My 68K breadboard computer is alive! It’s always a thrill when a pile of random chips does something recognizably computer-ish for the first time. Blinking some LEDs in sequence is great; running BASIC is super extra great. I’m excited.

This simple breadboard machine is a prototype of the 68000 single board computer I plan to build next. By testing the key design ideas in a breadboard prototype, I hope to uncover any lurking design problems while they’re still easy to find and fix. Once the design is committed to a PCB with lots of tiny surface-mount components, it will be much more difficult to make changes. Even probing specific signals to observe what’s happening may be difficult. The breadboard is a much more forgiving place to experiment and learn.

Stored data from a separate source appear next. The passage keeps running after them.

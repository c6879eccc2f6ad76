pub mod edge;
pub mod import;
pub mod source;
pub mod symbol;

pub use edge::{ResolvedEdge, SymbolSet};
pub use import::{ImportKind, ImportStatement};
pub use source::{FileRole, ParsedSource, SourceFile};
pub use symbol::{Symbol, SymbolKind};
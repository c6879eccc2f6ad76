//! Change mapping: diff hunks plus symbol extents in, one `ChangeRecord` per
//! changed file out.

use crate::model::{ParsedSource, SymbolSet};
use serde::{Deserialize, Serialize};
use std::collections::{BTreeMap, BTreeSet};
use std::fmt;

#[derive(Debug, Clone, Copy, PartialEq, Eq, Hash, Serialize, Deserialize)]
#[serde(rename_all = "lowercase")]
pub enum ChangeStatus {
    Modified,
    Added,
    Deleted,
}

/// One region of a file's new version touched by the diff.
#[derive(Debug, Clone, Copy, PartialEq, Eq, Serialize, Deserialize)]
#[serde(rename_all = "snake_case")]
pub enum Hunk {
    /// Inclusive, 1-based line range present in the new version.
    Lines { start: usize, end: usize },
    /// Lines removed right after `after` (0 = top of file) with nothing added.
    Removal { after: usize },
}

impl Hunk {
    pub fn lines(start: usize, end: usize) -> Self {
        Hunk::Lines {
            start,
            end: end.max(start),
        }
    }
}

#[derive(Debug, Clone, PartialEq, Eq, Serialize, Deserialize)]
pub struct FileChange {
    /// Project-relative, `/`-separated.
    pub path: String,
    pub status: ChangeStatus,
    #[serde(default)]
    pub hunks: Vec<Hunk>,
}

impl FileChange {
    pub fn modified(path: impl Into<String>, hunks: Vec<Hunk>) -> Self {
        Self {
            path: path.into(),
            status: ChangeStatus::Modified,
            hunks,
        }
    }

    pub fn added(path: impl Into<String>) -> Self {
        Self {
            path: path.into(),
            status: ChangeStatus::Added,
            hunks: Vec::new(),
        }
    }

    pub fn deleted(path: impl Into<String>) -> Self {
        Self {
            path: path.into(),
            status: ChangeStatus::Deleted,
            hunks: Vec::new(),
        }
    }
}

/// Everything the diff collaborator reports for one invocation.
#[derive(Debug, Clone, Default, PartialEq, Eq, Serialize, Deserialize)]
pub struct ChangeSet {
    pub files: Vec<FileChange>,
    /// Caller's escape hatch: analysis is not trusted, select every test.
    #[serde(default)]
    pub run_all: bool,
}

impl ChangeSet {
    pub fn new(files: Vec<FileChange>) -> Self {
        Self {
            files,
            run_all: false,
        }
    }

    pub fn run_all() -> Self {
        Self {
            files: Vec::new(),
            run_all: true,
        }
    }

    pub fn is_empty(&self) -> bool {
        self.files.is_empty()
    }

    pub fn deleted_paths(&self) -> Vec<String> {
        self.files
            .iter()
            .filter(|f| f.status == ChangeStatus::Deleted)
            .map(|f| f.path.clone())
            .collect()
    }

    /// Collapses repeated entries for one path. Added/deleted win over
    /// modified; hunks are concatenated.
    pub fn merged(&self) -> BTreeMap<String, FileChange> {
        let mut merged: BTreeMap<String, FileChange> = BTreeMap::new();
        for change in &self.files {
            match merged.get_mut(&change.path) {
                Some(existing) => {
                    if existing.status == ChangeStatus::Modified {
                        existing.status = change.status;
                    }
                    existing.hunks.extend(change.hunks.iter().copied());
                }
                None => {
                    merged.insert(change.path.clone(), change.clone());
                }
            }
        }
        merged
    }
}

#[derive(Debug, Clone, Copy, PartialEq, Eq, Hash, Serialize, Deserialize)]
#[serde(rename_all = "snake_case")]
pub enum WholeReason {
    Unparsable,
    Added,
    Deleted,
    /// A changed line sits outside every symbol extent.
    UnmappedLines,
    /// A hunk removed lines without adding any.
    LinesRemoved,
    /// Modified, but no hunks were supplied.
    NoLineData,
    /// Not part of the catalog (excluded, or not a source file).
    NotIndexed,
}

impl fmt::Display for WholeReason {
    fn fmt(&self, f: &mut fmt::Formatter<'_>) -> fmt::Result {
        let text = match self {
            WholeReason::Unparsable => "file could not be parsed",
            WholeReason::Added => "file was added",
            WholeReason::Deleted => "file was deleted",
            WholeReason::UnmappedLines => "change outside any function or class",
            WholeReason::LinesRemoved => "lines were removed",
            WholeReason::NoLineData => "no line information",
            WholeReason::NotIndexed => "file is not indexed",
        };
        write!(f, "{}", text)
    }
}

#[derive(Debug, Clone, PartialEq, Eq, Serialize, Deserialize)]
#[serde(rename_all = "snake_case")]
pub enum ChangeRecord {
    Precise(BTreeSet<String>),
    Whole(WholeReason),
}

impl ChangeRecord {
    pub fn is_whole(&self) -> bool {
        matches!(self, ChangeRecord::Whole(_))
    }

    /// One-hop precision filter: does an edge importing `symbols` from the
    /// changed file see this change?
    pub fn qualifies(&self, symbols: &SymbolSet) -> bool {
        match self {
            ChangeRecord::Whole(_) => true,
            ChangeRecord::Precise(names) => symbols.intersects(names),
        }
    }
}

impl fmt::Display for ChangeRecord {
    fn fmt(&self, f: &mut fmt::Formatter<'_>) -> fmt::Result {
        match self {
            ChangeRecord::Whole(reason) => write!(f, "whole file ({})", reason),
            ChangeRecord::Precise(names) => {
                let joined: Vec<&str> = names.iter().map(String::as_str).collect();
                write!(f, "symbols: {}", joined.join(", "))
            }
        }
    }
}

pub struct ChangeMapper;

impl ChangeMapper {
    /// `parsed` is `None` when the file is not in the index.
    pub fn map_file(change: &FileChange, parsed: Option<&ParsedSource>) -> ChangeRecord {
        match change.status {
            ChangeStatus::Added => return ChangeRecord::Whole(WholeReason::Added),
            ChangeStatus::Deleted => return ChangeRecord::Whole(WholeReason::Deleted),
            ChangeStatus::Modified => {}
        }

        let Some(parsed) = parsed else {
            return ChangeRecord::Whole(WholeReason::NotIndexed);
        };
        if parsed.parse_failed {
            return ChangeRecord::Whole(WholeReason::Unparsable);
        }
        if change.hunks.is_empty() {
            return ChangeRecord::Whole(WholeReason::NoLineData);
        }

        let mut names = BTreeSet::new();
        for hunk in &change.hunks {
            let (start, end) = match *hunk {
                Hunk::Lines { start, end } => (start, end),
                Hunk::Removal { .. } => return ChangeRecord::Whole(WholeReason::LinesRemoved),
            };
            for line in start..=end {
                let Some(idx) = parsed.innermost_index_at(line) else {
                    if parsed.is_blank(line) {
                        continue;
                    }
                    return ChangeRecord::Whole(WholeReason::UnmappedLines);
                };
                // Importers bind top-level names, so enclosing classes count too.
                for symbol in parsed.enclosing_chain(idx) {
                    names.insert(symbol.name.clone());
                }
            }
        }

        ChangeRecord::Precise(names)
    }
}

Compared to my plans for the final 68000 machine, this breadboard version has less memory, a lower clock speed, a narrower data bus, fewer peripherals, no interrupts, and glue logic built from discrete chips instead of a CPLD or FPGA. Except for the serial interface, the whole thing was built entirely from parts I had on hand. The specs are:

  • 68008 CPU running at 2 MHz
  • 256K Flash ROM
  • 512K SRAM
  • USB to parallel serial port
  • 8 addressable LEDs for debugging
  • Miscellaneous 74LS and 74HCT chips for address decoding and glue logic

The computer doesn’t use interrupts – it always runs at the highest interrupt level, and polls the serial port when it needs input. It also doesn’t use any of the CPU’s DMA or legacy 6800 peripheral support. There’s no handshaking for memory accesses either. The /DTACK signal that devices are supposed to use to indicate a successful memory transfer is just hard-wired to ground – the so-called DTACK Grounded approach to system design.

READ  Breadboarding the 68K

Breadboarding the 68K




The Build

Getting the machine up and running went surprisingly smoothly, and only took six days of occasional work. The biggest challenges were the hidden 250 mA PTC fuse in my power supply, and noise in the /RESET signal. Other than that, it was just a matter of placing all the chips on the breadboard and stringing a few hundred wires to connect them.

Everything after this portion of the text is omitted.